The federal government issued its final regulations today (December 2, 2011) and made few demonstrable changes to address the concerns. On the positive side, it let stand its earlier recommendation that so-called “good spend” on quality and true care management counts in the MLR calculation. On the negative side, it actually added a consumer reporting requirement that will add to insurers’ costs. It also rebuffed efforts by brokers/agents, underwriters, insurers and other parties to segregate or otherwise discount agent/broker commissions (which are a large part of the sales and enrollment process for individual coverage) from the minimum MLR calculation for individual plans.
The national reform law also allows the federal government to waive or adjust the threshold for individual and small group markets (but not large group) for a period of time and many states immediately began applying for a papal dispensation from the rules. Thus far, 17 states have applied for waivers. The federal government has given thumbs up to seven states (Maine, New Hampshire, Kentucky, Nevada, Iowa, Georgia, and Wisconsin). It has turned down four requests (North Dakota, Delaware, Indiana, and Louisiana). Six states are in various stages of review, including big states like Florida, Michigan, Texas, and Ohio (North Carolina and Kansas round out the group).
The Government Accountability Office (GAO) just released a study that sheds more light on the potential impact of the minimum MLR issue. The GAO says that 64 percent of all insurers covered by the mandate would have met the spending rules in 2010. However, if you dig a little deeper, the picture changes– About 77 percent would have met the mandate in the large group market and about 70 percent in the small group market. But, just 43 percent would have met it in the individual market. Therein lies the rub.
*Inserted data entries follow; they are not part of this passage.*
use std::time::Duration;

use bitman_core::error::AppError;
use bitman_core::traits::{HttpReply, HttpRequest, Transport};
use reqwest::Client;

/// HTTP transport using reqwest.
///
/// No timeout is applied unless one is configured with
/// [`with_timeout`](Self::with_timeout); a hung provider then hangs its call.
#[derive(Clone)]
pub struct ReqwestTransport {
    client: Client,
    timeout_secs: Option<u64>,
}

impl ReqwestTransport {
    pub fn new() -> Result<Self, AppError> {
        Self::build(None)
    }

    pub fn with_timeout(timeout: Duration) -> Result<Self, AppError> {
        Self::build(Some(timeout))
    }

    /// Build from an optional timeout, as read from settings.
    pub fn from_timeout(timeout: Option<Duration>) -> Result<Self, AppError> {
        Self::build(timeout)
    }

    fn build(timeout: Option<Duration>) -> Result<Self, AppError> {
        let mut builder = Client::builder().user_agent(concat!("BitMan/", env!("CARGO_PKG_VERSION")));
        if let Some(t) = timeout {
            builder = builder.timeout(t);
        }
        let client = builder
            .build()
            .map_err(|e| AppError::HttpError(e.to_string()))?;

        Ok(Self {
            client,
            timeout_secs: timeout.map(|t| t.as_secs()),
        })
    }
}

impl Transport for ReqwestTransport {
    async fn post_json(&self, request: HttpRequest) -> Result<HttpReply, AppError> {
        let mut builder = self.client.post(&request.url).json(&request.body);
        for (name, value) in &request.headers {
            builder = builder.header(name.as_str(), value.as_str());
        }

        let response = builder.send().await.map_err(|e| {
            if e.is_timeout() {
                AppError::Timeout(self.timeout_secs.unwrap_or_default())
            } else if e.is_connect() {
                AppError::NetworkError(format!("Connection failed: {e}"))
            } else {
                AppError::HttpError(e.without_url().to_string())
            }
        })?;

        let status = response.status();
        let body = response
            .text()
            .await
            .map_err(|e| AppError::HttpError(format!("Failed to read response body: {e}")))?;

        Ok(HttpReply {
            status: status.as_u16(),
            status_text: status.canonical_reason().unwrap_or_default().to_string(),
            body,
        })
    }
}
use std::fmt;

use serde::{Deserialize, Serialize};

use crate::error::AppError;

/// The remote language-model APIs BitMan can ask.
#[derive(Debug, Clone, Copy, PartialEq, Eq, Serialize, Deserialize)]
#[serde(rename_all = "lowercase")]
pub enum Provider {
    OpenAi,
    Gemini,
}

impl Provider {
    pub fn as_str(&self) -> &'static str {
        match self {
            Provider::OpenAi => "openai",
            Provider::Gemini => "gemini",
        }
    }
}

impl fmt::Display for Provider {
    fn fmt(&self, f: &mut fmt::Formatter<'_>) -> fmt::Result {
        write!(f, "{}", self.as_str())
    }
}

/// Coarse classification of a provider failure.
#[derive(Debug, Clone, Copy, PartialEq, Eq, Serialize, Deserialize)]
#[serde(rename_all = "snake_case")]
pub enum FailureKind {
    /// Connection, DNS, timeout or request-building failure.
    Transport,
    /// Non-success HTTP status with a provider message.
    Http,
    /// Generic provider failure with no details.
    Provider,
    /// 2xx reply whose body lacked the expected fields.
    UnexpectedResponse,
    Serialization,
    Config,
    Other,
}

impl FailureKind {
    pub fn as_str(&self) -> &'static str {
        match self {
            FailureKind::Transport => "transport",
            FailureKind::Http => "http",
            FailureKind::Provider => "provider",
            FailureKind::UnexpectedResponse => "unexpected_response",
            FailureKind::Serialization => "serialization",
            FailureKind::Config => "config",
            FailureKind::Other => "other",
        }
    }
}

impl fmt::Display for FailureKind {
    fn fmt(&self, f: &mut fmt::Formatter<'_>) -> fmt::Result {
        write!(f, "{}", self.as_str())
    }
}

/// Result of asking one provider.
#[derive(Debug, Clone, PartialEq, Eq, Serialize, Deserialize)]
#[serde(tag = "status", rename_all = "snake_case")]
pub enum ProviderOutcome {
    /// Normalized answer (an option verbatim, or the raw reply if nothing matched).
    Answered { answer: String },
    Failed { kind: FailureKind, message: String },
}

impl ProviderOutcome {
    pub fn failed(err: &AppError) -> Self {
        ProviderOutcome::Failed {
            kind: err.kind(),
            message: err.to_string(),
        }
    }

    pub fn answer(&self) -> Option<&str> {
        match self {
            ProviderOutcome::Answered { answer } => Some(answer),
            ProviderOutcome::Failed { .. } => None,
        }
    }

    pub fn is_answered(&self) -> bool {
        matches!(self, ProviderOutcome::Answered { .. })
    }

    /// Text to show in place of an answer: the answer, or `Error: <message>`.
    pub fn display_text(&self) -> String {
        match self {
            ProviderOutcome::Answered { answer } => answer.clone(),
            ProviderOutcome::Failed { message, .. } => format!("Error: {message}"),
        }
    }
}

/// Combined result of one ask. `None` means the provider was not configured.
#[derive(Debug, Clone, PartialEq, Eq, Serialize, Deserialize)]
#[serde(rename_all = "camelCase")]
pub struct AskResponse {
    pub openai_answer: Option<ProviderOutcome>,
    pub gemini_answer: Option<ProviderOutcome>,
    /// Options extracted from the selection, in label order.
    pub options: Vec<String>,
}

impl AskResponse {
    pub fn outcome(&self, provider: Provider) -> Option<&ProviderOutcome> {
        match provider {
            Provider::OpenAi => self.openai_answer.as_ref(),
            Provider::Gemini => self.gemini_answer.as_ref(),
        }
    }
}
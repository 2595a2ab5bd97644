use utoipa::OpenApi;

#[derive(OpenApi)]
#[openapi(
    info(
        title = "BitMan API",
        version = "0.2.0",
        description = "Ask OpenAI and Gemini to pick the answer to a quiz question."
    ),
    paths(crate::routes::ask, crate::routes::health),
    components(schemas(
        crate::dto::AskRequest,
        crate::dto::AskResponseBody,
        crate::dto::ProviderAnswer,
        crate::dto::HealthResponse,
        crate::dto::ErrorResponse,
    )),
    tags(
        (name = "ask", description = "Quiz answering"),
        (name = "system", description = "Health and system status"),
    ),
    modifiers(&SecurityAddon)
)]
pub struct ApiDoc;

/// Adds Bearer token security scheme to the OpenAPI document.
struct SecurityAddon;

impl utoipa::Modify for SecurityAddon {
    fn modify(&self, openapi: &mut utoipa::openapi::OpenApi) {
        if let Some(components) = openapi.components.as_mut() {
            components.add_security_scheme(
                "bearer",
                utoipa::openapi::security::SecurityScheme::Http(
                    utoipa::openapi::security::HttpBuilder::new()
                        .scheme(utoipa::openapi::security::HttpAuthScheme::Bearer)
                        .bearer_format("token")
                        .description(Some(
                            "Server API key. Set via BITMAN_SERVER_API_KEY environment variable.",
                        ))
                        .build(),
                ),
            );
        }
    }
}
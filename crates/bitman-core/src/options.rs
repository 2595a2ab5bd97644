use std::sync::LazyLock;

use regex::Regex;

/// A single-character label (A-D, a-d, 0-9), a `)`, `.` or `-`, then the option text.
static OPTION_LINE: LazyLock<Regex> = LazyLock::new(|| {
    Regex::new(r"^[A-Da-d0-9][).\-]\s*(.+)$").expect("option pattern compiles")
});

/// Extract labelled answer options from raw selected text.
///
/// Lines are split on `\n`/`\r`, trimmed, and kept only if they look like
/// `A) text`, `b. text` or `3- text`. Everything else (question text,
/// unlabelled lines, `E)` and later labels, multi-digit labels) is dropped.
pub fn extract_options(raw: &str) -> Vec<String> {
    raw.split(['\n', '\r'])
        .map(str::trim)
        .filter(|line| !line.is_empty())
        .filter_map(|line| OPTION_LINE.captures(line))
        .filter_map(|caps| caps.get(1).map(|m| m.as_str().to_string()))
        .collect()
}
mod api_tests;
pub mod common;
The GAO reports that 85 percent of the enrollees are in the large or small group markets, with just 15 percent in the individual marketplace. But that 15 percent is extremely important and has been slated to be one of health reform’s cornerstones of covering the 36 million uninsured. The blueprint calls for half to be covered through the Medicaid expansion and the vast majority of the remainder through individual coverage in the subsidized state Exchanges.
So the minimum MLR will have far-reaching implications on individual coverage in many states and the future of reform. For example, because of the denial in Indiana, big insurers Cigna and Aetna have announced they will exit the individual market there, as will a number of other insurers.